Study on the dynamics of slip and detachment of thin de-icing fluid films on wing surfaces

Abstract

After ground de-icing operations, a thin film of anti-icing fluid is sprayed onto the aircraft skin to temporarily prevent the aircraft from icing again. The airworthiness requirements for aircraft takeoff have strict specifications for the rheological properties of the de-icing fluid film and its aerodynamic characteristics. This article conducts numerical studies on the non-Newtonian rheological dynamics of the de-icing fluid film under high shear stress, experimentally verifies the non-Newtonian rheological properties of Type II de-icing fluid, constructs an experimental model of non-Newtonian thin film rheological behavior on the wing surface, and numerically reconstructs the behavior of the de-icing fluid thin film on the wing surface under the effect of high wind speed, including shear-thinning, slip, fragmentation, and detachment.
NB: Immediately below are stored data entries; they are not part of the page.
use desk_core::error::AppError;

use crate::llm::Llm;

mod prompts;

pub use prompts::support_answer_prompt;

/// Fixed phrase the generation prompt demands when the context cannot
/// answer the question.
pub const INSUFFICIENT_INFO: &str = "Sorry, I don't have that information.";

/// Output bound for answer generation.
pub const ANSWER_MAX_TOKENS: u32 = 256;

/// Produce a context-constrained answer for the canonical query. Generation
/// failures are not retried here; they propagate to the orchestrator's
/// recovery boundary.
pub fn synthesize(
    llm: &dyn Llm,
    model: &str,
    context: &str,
    canonical_query: &str,
) -> Result<String, AppError> {
    let prompt = support_answer_prompt(context, canonical_query);
    let answer = llm.generate(model, &prompt, ANSWER_MAX_TOKENS)?;
    Ok(answer.trim().to_string())
}

#[cfg(test)]
mod tests {
    use super::*;

    struct CapturingLlm {
        reply: String,
    }

    impl Llm for CapturingLlm {
        fn generate(&self, _model: &str, prompt: &str, max_tokens: u32) -> Result<String, AppError> {
            assert_eq!(max_tokens, ANSWER_MAX_TOKENS);
            assert!(prompt.contains("Context:\nOrders ship in 2 days."));
            Ok(self.reply.clone())
        }
    }

    #[test]
    fn synthesize_trims_the_generated_answer() {
        let llm = CapturingLlm {
            reply: "  Within 2 days.\n".to_string(),
        };
        let out = synthesize(&llm, "mock", "Orders ship in 2 days.", "when does it ship")
            .expect("synthesize");
        assert_eq!(out, "Within 2 days.");
    }
}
It specifically analyzes the influence mechanisms of aircraft takeoff speed and film thickness on the film detachment behavior. The research results show that lateral winds induce instability fluctuations on the film surface, leading to the accumulation and fragmentation of the film. Changes in takeoff speed alter the airflow shear forces, while film thickness affects internal viscosity and surface tension. As takeoff speed increases, film detachment efficiency improves, but the opposite is true for film thickness.